The results showed: l Boys outperformed girls at A* grade for the third year running, with 8.5 per cent of boys’ entries attaining the top mark, compared with 7.9 per cent of the girls, according to the official data, published by the Joint Council for Qualifications (JCQ).

l An increasing number of students are choosing science, with the number electing to study biology, chemistry and physics rising by 2 per cent, while those taking maths has gone up by 0.9 per cent and further maths by 1.5 per cent. These are all facilitating subjects.

l The number studying English —also a facilitating subject — has gone down by 4.6 per cent, a fall that is likely to be down to the GCSE English grade controversy two years ago.

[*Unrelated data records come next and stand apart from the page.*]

//! Request parameter binding
//!
//! [`FormBinder`] copies a raw parameter multimap and uploaded file parts onto
//! a command object. Each parameter is bound on its own: a value that fails to
//! convert is recorded against its key and binding moves on to the next one.

use crate::declaration::BinderRule;
use crate::editors::EditorError;
use crate::errors::ErrorCollector;
use crate::manifest::Bindable;
use crate::path::{PathError, Selector, canonical_field_path};
use crate::resolver::resolve;
use crate::value::{Coercion, ConversionError, FieldType, FieldValue, ValueKind};
use thiserror::Error;
use weft_http::{FilePart, ParameterMap, Request};

/// Failure while binding a single parameter
#[derive(Debug, Error)]
pub enum BindError {
	#[error(transparent)]
	Path(#[from] PathError),
	#[error(transparent)]
	Conversion(#[from] ConversionError),
	#[error(transparent)]
	Editor(#[from] EditorError),
}

/// Binds request data onto command objects using a set of binder rules
#[derive(Debug, Clone, Copy)]
pub struct FormBinder<'r> {
	rules: &'r [BinderRule],
}

impl<'r> FormBinder<'r> {
	pub fn new(rules: &'r [BinderRule]) -> Self {
		Self { rules }
	}

	/// Bind and return the errors of this pass
	pub fn bind(&self, params: &ParameterMap, parts: &[FilePart], target: &mut dyn Bindable) -> ErrorCollector {
		let mut errors = ErrorCollector::new();
		self.bind_into(params, parts, target, &mut errors);
		errors
	}

	/// Bind the parameters and parts of `request`
	///
	/// Form fields of a multipart body are bound like any other parameter.
	pub fn bind_request(&self, request: &Request, target: &mut dyn Bindable, errors: &mut ErrorCollector) {
		self.bind_into(request.parameters(), request.parts(), target, errors);
	}

	/// Bind into an existing collector
	///
	/// Errors already present for a key are kept.
	pub fn bind_into(
		&self,
		params: &ParameterMap,
		parts: &[FilePart],
		target: &mut dyn Bindable,
		errors: &mut ErrorCollector,
	) {
		let mut folded;
		let params = if parts.iter().any(FilePart::is_form_field) {
			folded = params.clone();
			for part in parts.iter().filter(|part| part.is_form_field()) {
				folded.add(part.field_name(), part.string());
			}
			&folded
		} else {
			params
		};

		for part in parts.iter().filter(|part| !part.is_form_field()) {
			if let Err(err) = self.bind_file(part, target) {
				tracing::warn!(field = part.field_name(), error = %err, "failed to bind uploaded file");
				errors.put_if_absent(part.field_name(), err.to_string());
			}
		}

		// ParameterMap iterates in key order, so `list[0]` binds before `list[0].name`
		for (key, values) in params.iter() {
			match self.bind_parameter(key, values, target) {
				Ok(true) => {}
				Ok(false) => {
					tracing::debug!(field = key, "writable property not found on form object");
				}
				Err(err) => {
					tracing::warn!(field = key, error = %err, "failed to bind request parameter");
					errors.put_if_absent(key, err.to_string());
				}
			}
		}
	}

	fn bind_file(&self, part: &FilePart, target: &mut dyn Bindable) -> Result<(), BindError> {
		match resolve(target, part.field_name())? {
			Some(mut resolved) => {
				resolved.assign(FieldValue::Bytes(part.bytes().clone()), Coercion::Exact)?;
			}
			None => {
				tracing::debug!(field = part.field_name(), "no field for uploaded file");
			}
		}
		Ok(())
	}

	fn matching_rules(&self, field_path: &str, field_type: &FieldType) -> Vec<&'r BinderRule> {
		self.rules
			.iter()
			.filter(|rule| rule.matches(field_path, field_type))
			.collect()
	}

	/// Returns `Ok(false)` when `key` names no field
	fn bind_parameter(&self, key: &str, values: &[String], target: &mut dyn Bindable) -> Result<bool, BindError> {
		let Some(mut resolved) = resolve(target, key)? else {
			return Ok(false);
		};

		let mut field_type = resolved.descriptor().field_type;
		if field_type.kind == ValueKind::Object {
			return Ok(false);
		}
		if *resolved.selector() != Selector::Whole {
			field_type = field_type.element();
		}
		let rules = self.matching_rules(&canonical_field_path(key), &field_type);

		if field_type.array {
			let value = if field_type.kind == ValueKind::Enum {
				// Variant names match exactly once trimmed
				distinct(
					values
						.iter()
						.map(|value| value.trim())
						.filter(|value| !value.is_empty())
						.map(FieldValue::from),
				)
			} else {
				let mut decoded = Vec::new();
				for raw in values {
					let mut value = FieldValue::from(raw.as_str());
					for rule in &rules {
						value = rule.editor().decode(raw)?;
					}
					value.flatten_into(&mut decoded);
				}
				distinct(decoded)
			};
			resolved.assign(FieldValue::List(value), Coercion::Convert)?;
			return Ok(true);
		}

		let raw = values.first().map(String::as_str).unwrap_or_default();
		if !rules.is_empty() {
			let mut value = FieldValue::from(raw);
			for rule in &rules {
				value = rule.editor().decode(raw)?;
			}
			resolved.assign(value, Coercion::Exact)?;
		} else if !raw.trim().is_empty() {
			resolved.assign(FieldValue::from(raw), Coercion::Convert)?;
		} else {
			resolved.assign(FieldValue::Null, Coercion::Convert)?;
		}
		Ok(true)
	}
}

/// Drop repeated values, keeping the first occurrence of each
fn distinct(values: impl IntoIterator<Item = FieldValue>) -> Vec<FieldValue> {
	let mut unique: Vec<FieldValue> = Vec::new();
	for value in values {
		if !unique.contains(&value) {
			unique.push(value);
		}
	}
	unique
}

/// Bind `params` and `parts` onto `target` with `rules`
///
/// # Examples
///
/// ```
/// use std::sync::LazyLock;
/// use weft_forms::{FormObject, Manifest, bind};
/// use weft_http::ParameterMap;
///
/// #[derive(Default)]
/// struct Profile {
///     name: String,
///     age: u32,
/// }
///
/// impl FormObject for Profile {
///     fn manifest() -> &'static Manifest<Self> {
///         static MANIFEST: LazyLock<Manifest<Profile>> = LazyLock::new(|| {
///             Manifest::builder()
///                 .field("name", |p: &mut Profile| &mut p.name)
///                 .field("age", |p: &mut Profile| &mut p.age)
///                 .build()
///         });
///         &MANIFEST
///     }
/// }
///
/// let params: ParameterMap = [("age", "abc"), ("name", "Ada")].into_iter().collect();
/// let mut profile = Profile::default();
/// let errors = bind(&params, &[], &mut profile, &[]);
///
/// assert_eq!(profile.name, "Ada");
/// assert_eq!(errors.len(), 1);
/// assert_eq!(errors.get("age"), Some("'abc' is not a valid unsigned integer"));
/// ```
pub fn bind(
	params: &ParameterMap,
	parts: &[FilePart],
	target: &mut dyn Bindable,
	rules: &[BinderRule],
) -> ErrorCollector {
	FormBinder::new(rules).bind(params, parts, target)
}
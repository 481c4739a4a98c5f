use crate::value::FieldValue;
use rust_decimal::Decimal;
use rust_decimal::prelude::FromPrimitive;
use std::str::FromStr;

/// Numeric view of a field value, if it has one
pub(super) fn to_decimal(value: &FieldValue) -> Option<Decimal> {
	match value {
		FieldValue::Decimal(d) => Some(*d),
		FieldValue::Integer(i) => Some(Decimal::from(*i)),
		FieldValue::Float(x) => Decimal::from_f64(*x),
		FieldValue::Text(s) => Decimal::from_str(s.trim()).ok(),
		_ => None,
	}
}

/// Render the magnitude of `value` with exactly `scale` fraction digits and
/// the integer part grouped by thousands
pub(super) fn grouped(value: Decimal, scale: u32, separator: char) -> String {
	let mut magnitude = value.abs();
	magnitude.rescale(scale);
	let text = magnitude.to_string();
	let (integer, fraction) = match text.split_once('.') {
		Some((integer, fraction)) => (integer, Some(fraction)),
		None => (text.as_str(), None),
	};

	let mut out = String::with_capacity(text.len() + integer.len() / 3);
	for (i, digit) in integer.chars().enumerate() {
		if i > 0 && (integer.len() - i) % 3 == 0 {
			out.push(separator);
		}
		out.push(digit);
	}
	if let Some(fraction) = fraction {
		out.push('.');
		out.push_str(fraction);
	}
	out
}
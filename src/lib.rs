//! # Weft
//!
//! A form-binding and action-lifecycle web framework for Rust.
//!
//! Weft maps flat request parameters onto typed command objects, validates
//! them, and drives each request through a fixed lifecycle of bind,
//! authorize, validate, submit and render. Single-page forms, multi-page
//! wizards and JSON submissions are built on the same lifecycle.
//!
//! ## Feature Flags
//!
//! - `minimal` - the binding engine only (`forms`)
//! - `standard` - everything needed to serve actions
//! - `full` (default) - same as `standard`
//!
//! Individual crates can be enabled with `forms`, `http`, `sessions` and
//! `actions`.
//!
//! ## Quick Example
//!
//! ```rust
//! use weft::prelude::*;
//! use std::sync::LazyLock;
//!
//! #[derive(Default, Serialize, Deserialize)]
//! struct Newsletter {
//!     email: String,
//! }
//!
//! impl FormObject for Newsletter {
//!     fn manifest() -> &'static Manifest<Self> {
//!         static MANIFEST: LazyLock<Manifest<Newsletter>> = LazyLock::new(|| {
//!             Manifest::builder().field("email", |n: &mut Newsletter| &mut n.email).build()
//!         });
//!         &MANIFEST
//!     }
//! }
//!
//! struct Subscribe(FormDeclaration<Newsletter>);
//!
//! impl SimpleFormHandler for Subscribe {
//!     type Form = Newsletter;
//!
//!     fn declaration(&self) -> &FormDeclaration<Newsletter> {
//!         &self.0
//!     }
//!
//!     fn form_view(&self, _: &ActionContext<'_>, _: &Newsletter) -> String {
//!         "/subscribe.html".to_string()
//!     }
//!
//!     fn success_view(&self, _: &ActionContext<'_>, _: &Newsletter) -> String {
//!         "redirect:/thanks.html".to_string()
//!     }
//!
//!     fn do_submit(&self, _: &mut ActionContext<'_>, _: &mut Newsletter, _: &mut ErrorCollector) -> weft::actions::Result<()> {
//!         Ok(())
//!     }
//! }
//!
//! let dispatcher = Dispatcher::builder()
//!     .route("/subscribe.act", || {
//!         SimpleFormAction::new(Subscribe(FormDeclaration::new("newsletter").validator(
//!             |form: &Newsletter, errors: &mut ErrorCollector| {
//!                 if form.email.is_empty() {
//!                     errors.put("email", "Email is required");
//!                 }
//!             },
//!         )))
//!     })
//!     .build();
//! # let _ = dispatcher;
//! ```

#[cfg(feature = "actions")]
pub use weft_actions as actions;
#[cfg(feature = "forms")]
pub use weft_forms as forms;
#[cfg(feature = "http")]
pub use weft_http as http;
#[cfg(feature = "sessions")]
pub use weft_sessions as sessions;

#[cfg(feature = "actions")]
pub use weft_actions::{
	Action, ActionContext, ActionError, AsyncFormAction, Dispatcher, FormAction, Handler, MethodAction,
	Settings, SimpleFormAction, WizardAction,
};
#[cfg(feature = "forms")]
pub use weft_forms::{ErrorCollector, FormBinder, FormDeclaration, FormObject, Manifest};
#[cfg(feature = "http")]
pub use weft_http::{Request, Response, StatusCode};
#[cfg(feature = "sessions")]
pub use weft_sessions::{InMemorySessionStore, Session, SessionStore};

/// Commonly used types
pub mod prelude {
	pub use serde::{Deserialize, Serialize};

	#[cfg(feature = "forms")]
	pub use weft_forms::{
		BinderRule, ErrorCollector, FormBinder, FormDeclaration, FormEnum, FormObject, Manifest, Validator,
		bind,
	};

	#[cfg(feature = "http")]
	pub use weft_http::{FilePart, Method, ParameterMap, Request, Response, StatusCode, UrlBuilder};

	#[cfg(feature = "sessions")]
	pub use weft_sessions::{InMemorySessionStore, Session, SessionStore};

	#[cfg(feature = "actions")]
	pub use weft_actions::wizard::{Choice, PageFlow, WizardForm};
	#[cfg(feature = "actions")]
	pub use weft_actions::{
		Action, ActionContext, AsyncFormAction, AsyncFormHandler, Attributes, Dispatcher, FormAction, Handler,
		JsonViewRenderer, MethodAction, MethodHandler, Settings, SimpleFormAction, SimpleFormHandler,
		ViewRenderer, WizardAction,
	};
}
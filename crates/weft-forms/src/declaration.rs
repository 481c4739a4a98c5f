//! Form declarations and field-binder rules
//!
//! A [`FormDeclaration`] is the registration-time record attached to an
//! action: the form's name, an optional validator, the binder rules that pick
//! editors for particular fields, and whether the form lives in the session.

use crate::editors::PropertyEditor;
use crate::errors::ErrorCollector;
use crate::value::{FieldType, ValueKind};
use regex::Regex;
use std::fmt;
use std::marker::PhantomData;
use std::sync::Arc;
use thiserror::Error;

/// Validation capability for one command type
pub trait Validator<F>: Send + Sync {
	fn validate(&self, form: &F, errors: &mut ErrorCollector);
}

impl<F, V> Validator<F> for V
where
	V: Fn(&F, &mut ErrorCollector) + Send + Sync,
{
	fn validate(&self, form: &F, errors: &mut ErrorCollector) {
		self(form, errors)
	}
}

#[derive(Debug, Error)]
pub enum DeclarationError {
	#[error("Invalid property pattern '{pattern}': {source}")]
	InvalidPattern {
		pattern: String,
		#[source]
		source: regex::Error,
	},
}

/// Associates a property name or pattern with an editor
#[derive(Clone)]
pub struct BinderRule {
	property: String,
	pattern: Regex,
	kind: Option<ValueKind>,
	editor: Arc<dyn PropertyEditor>,
}

impl BinderRule {
	/// Rule for a literal property path, or a regular expression that must
	/// match the whole path
	///
	/// During binding a rule sees the path with list indexes removed, so a
	/// parameter named `items[3].name` is matched as `items.name`.
	///
	/// # Examples
	///
	/// ```
	/// use weft_forms::BinderRule;
	/// use weft_forms::editors::StringTrimmerEditor;
	///
	/// let rule = BinderRule::new("items\\.(name|label)", StringTrimmerEditor).unwrap();
	/// assert!(rule.applies_to("items.name"));
	/// assert!(rule.applies_to("items.label"));
	/// assert!(!rule.applies_to("items.name2"));
	/// ```
	pub fn new(property: impl Into<String>, editor: impl PropertyEditor + 'static) -> Result<Self, DeclarationError> {
		let property = property.into();
		let pattern = Regex::new(&format!("^(?:{property})$")).map_err(|source| {
			DeclarationError::InvalidPattern {
				pattern: property.clone(),
				source,
			}
		})?;
		Ok(Self {
			property,
			pattern,
			kind: None,
			editor: Arc::new(editor),
		})
	}

	/// Rule applying to every property of the given kind
	pub fn for_kind(kind: ValueKind, editor: impl PropertyEditor + 'static) -> Result<Self, DeclarationError> {
		Ok(Self::new(".*", editor)?.with_kind(kind))
	}

	/// Only apply where the field holds values of `kind`
	pub fn with_kind(mut self, kind: ValueKind) -> Self {
		self.kind = Some(kind);
		self
	}

	pub fn property(&self) -> &str {
		&self.property
	}

	pub fn editor(&self) -> &dyn PropertyEditor {
		self.editor.as_ref()
	}

	pub fn applies_to(&self, path: &str) -> bool {
		self.property == path || self.pattern.is_match(path)
	}

	/// Whether the rule applies to `path` holding a field of `field_type`
	pub fn matches(&self, path: &str, field_type: &FieldType) -> bool {
		self.applies_to(path) && self.kind.is_none_or(|kind| kind == field_type.kind)
	}
}

impl fmt::Debug for BinderRule {
	fn fmt(&self, f: &mut fmt::Formatter<'_>) -> fmt::Result {
		f.debug_struct("BinderRule")
			.field("property", &self.property)
			.field("kind", &self.kind)
			.finish_non_exhaustive()
	}
}

/// Registration-time description of the form an action binds
pub struct FormDeclaration<F> {
	name: String,
	validator: Option<Arc<dyn Validator<F>>>,
	binders: Vec<BinderRule>,
	session_form: bool,
	_form: PhantomData<fn() -> F>,
}

impl<F> Clone for FormDeclaration<F> {
	fn clone(&self) -> Self {
		Self {
			name: self.name.clone(),
			validator: self.validator.clone(),
			binders: self.binders.clone(),
			session_form: self.session_form,
			_form: PhantomData,
		}
	}
}

impl<F> fmt::Debug for FormDeclaration<F> {
	fn fmt(&self, f: &mut fmt::Formatter<'_>) -> fmt::Result {
		f.debug_struct("FormDeclaration")
			.field("name", &self.name)
			.field("type_name", &self.type_name())
			.field("validator", &self.validator.is_some())
			.field("binders", &self.binders)
			.field("session_form", &self.session_form)
			.finish()
	}
}

impl<F> FormDeclaration<F> {
	/// # Examples
	///
	/// ```
	/// use weft_forms::FormDeclaration;
	///
	/// struct Checkout;
	///
	/// let declaration = FormDeclaration::<Checkout>::new("checkout").session_form(true);
	/// assert!(declaration.is_session_form());
	/// assert!(declaration.session_attribute_name().ends_with("Checkout.CHECKOUT"));
	/// assert!(declaration.token_attribute_name().ends_with("Checkout.TOKEN"));
	/// ```
	pub fn new(name: impl Into<String>) -> Self {
		Self {
			name: name.into(),
			validator: None,
			binders: Vec::new(),
			session_form: false,
			_form: PhantomData,
		}
	}

	pub fn validator(mut self, validator: impl Validator<F> + 'static) -> Self {
		self.validator = Some(Arc::new(validator));
		self
	}

	pub fn binder(mut self, rule: BinderRule) -> Self {
		self.binders.push(rule);
		self
	}

	pub fn session_form(mut self, session_form: bool) -> Self {
		self.session_form = session_form;
		self
	}

	pub fn name(&self) -> &str {
		&self.name
	}

	pub fn type_name(&self) -> &'static str {
		std::any::type_name::<F>()
	}

	pub fn binders(&self) -> &[BinderRule] {
		&self.binders
	}

	pub fn is_session_form(&self) -> bool {
		self.session_form
	}

	pub fn has_validator(&self) -> bool {
		self.validator.is_some()
	}

	/// Run the declared validator, if any
	pub fn validate(&self, form: &F, errors: &mut ErrorCollector) {
		if let Some(validator) = &self.validator {
			validator.validate(form, errors);
		}
	}

	/// Session key of a session-scoped form: `<type>.<NAME>`
	pub fn session_attribute_name(&self) -> String {
		format!("{}.{}", self.type_name(), self.name.to_uppercase())
	}

	/// Session key of the duplicate-submission token: `<type>.TOKEN`
	pub fn token_attribute_name(&self) -> String {
		format!("{}.TOKEN", self.type_name())
	}
}
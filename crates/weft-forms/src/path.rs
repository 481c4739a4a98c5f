//! Property path syntax
//!
//! A path is a dot-separated list of segments. Each segment is a name,
//! optionally followed by an index (`list[2]`) or a key (`map(home)`).

use regex::Regex;
use std::fmt;
use std::sync::LazyLock;
use thiserror::Error;

static INDEX_REFERENCE: LazyLock<Regex> = LazyLock::new(|| Regex::new(r"\[\d+\]").unwrap());

/// Errors raised for malformed property paths
#[derive(Debug, Clone, PartialEq, Eq, Error)]
pub enum PathError {
	#[error("Invalid property path '{path}': {reason}")]
	Malformed { path: String, reason: String },
}

impl PathError {
	fn malformed(path: &str, reason: impl Into<String>) -> Self {
		PathError::Malformed {
			path: path.to_string(),
			reason: reason.into(),
		}
	}
}

/// How a segment selects into its property
#[derive(Debug, Clone, PartialEq, Eq, Hash)]
pub enum Selector {
	/// The property itself
	Whole,
	/// `name[index]`
	Index(usize),
	/// `name(key)`
	Key(String),
}

/// One step of a property path
#[derive(Debug, Clone, PartialEq, Eq)]
pub struct Segment {
	pub name: String,
	pub selector: Selector,
}

impl fmt::Display for Segment {
	fn fmt(&self, f: &mut fmt::Formatter<'_>) -> fmt::Result {
		match &self.selector {
			Selector::Whole => write!(f, "{}", self.name),
			Selector::Index(i) => write!(f, "{}[{}]", self.name, i),
			Selector::Key(k) => write!(f, "{}({})", self.name, k),
		}
	}
}

/// A parsed property path
///
/// # Examples
///
/// ```
/// use weft_forms::path::{PropertyPath, Selector};
///
/// let path = PropertyPath::parse("orders[1].lines(gift).qty").unwrap();
/// assert_eq!(path.segments().len(), 3);
/// assert_eq!(path.segments()[0].selector, Selector::Index(1));
/// assert_eq!(path.segments()[1].selector, Selector::Key("gift".to_string()));
/// assert_eq!(path.to_string(), "orders[1].lines(gift).qty");
///
/// assert!(PropertyPath::parse("orders[x]").is_err());
/// ```
#[derive(Debug, Clone, PartialEq, Eq)]
pub struct PropertyPath {
	segments: Vec<Segment>,
}

impl PropertyPath {
	pub fn parse(path: &str) -> Result<Self, PathError> {
		if path.is_empty() {
			return Err(PathError::malformed(path, "path is empty"));
		}

		let mut segments = Vec::new();
		let mut chars = path.chars().peekable();
		loop {
			let mut name = String::new();
			while let Some(&c) = chars.peek() {
				if c == '.' || c == '[' || c == '(' {
					break;
				}
				if c == ']' || c == ')' {
					return Err(PathError::malformed(path, format!("unexpected '{c}'")));
				}
				name.push(c);
				chars.next();
			}
			if name.is_empty() {
				return Err(PathError::malformed(path, "empty segment name"));
			}

			let selector = match chars.peek() {
				Some('[') => {
					chars.next();
					let mut digits = String::new();
					loop {
						match chars.next() {
							Some(']') => break,
							Some(c) => digits.push(c),
							None => return Err(PathError::malformed(path, "unclosed '['")),
						}
					}
					let index = digits.parse::<usize>().map_err(|_| {
						PathError::malformed(path, format!("'{digits}' is not a valid index"))
					})?;
					Selector::Index(index)
				}
				Some('(') => {
					chars.next();
					let mut key = String::new();
					loop {
						match chars.next() {
							Some(')') => break,
							Some(c) => key.push(c),
							None => return Err(PathError::malformed(path, "unclosed '('")),
						}
					}
					Selector::Key(key)
				}
				_ => Selector::Whole,
			};
			segments.push(Segment { name, selector });

			match chars.next() {
				None => break,
				Some('.') => continue,
				Some(c) => {
					return Err(PathError::malformed(
						path,
						format!("expected '.' but found '{c}'"),
					));
				}
			}
		}

		Ok(Self { segments })
	}

	pub fn segments(&self) -> &[Segment] {
		&self.segments
	}

	/// The final segment
	pub fn terminal(&self) -> &Segment {
		// parse() never produces an empty path
		&self.segments[self.segments.len() - 1]
	}
}

impl fmt::Display for PropertyPath {
	fn fmt(&self, f: &mut fmt::Formatter<'_>) -> fmt::Result {
		let rendered: Vec<String> = self.segments.iter().map(ToString::to_string).collect();
		f.write_str(&rendered.join("."))
	}
}

/// Strip every `[n]` index reference from a parameter key
///
/// # Examples
///
/// ```
/// use weft_forms::path::canonical_field_path;
///
/// assert_eq!(canonical_field_path("list[0].indexed"), "list.indexed");
/// assert_eq!(canonical_field_path("map(a).b"), "map(a).b");
/// ```
pub fn canonical_field_path(key: &str) -> String {
	INDEX_REFERENCE.replace_all(key, "").into_owned()
}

l Even greater decreases were seen in non-facilitating subjects such as political studies — down 10.6 per cent, general studies, which has dropped by 24.3 per cent, and critical thinking, down 46.6 per cent.

l Soaring numbers of students are doing the extended project — a qualification that allows a candidate to study a topic in depth. Around 33,200 were entered for the qualification this summer, up from 5,100 in 2009.

l Languages saw another slump, in numbers of students taking French and German.

Ucas statistics show that, as of midnight, 396,990 undergraduates had places confirmed at UK universities, up 3 per cent on last year, and 352,590 have won a place on their first choice of course, up 2 per cent on 2013.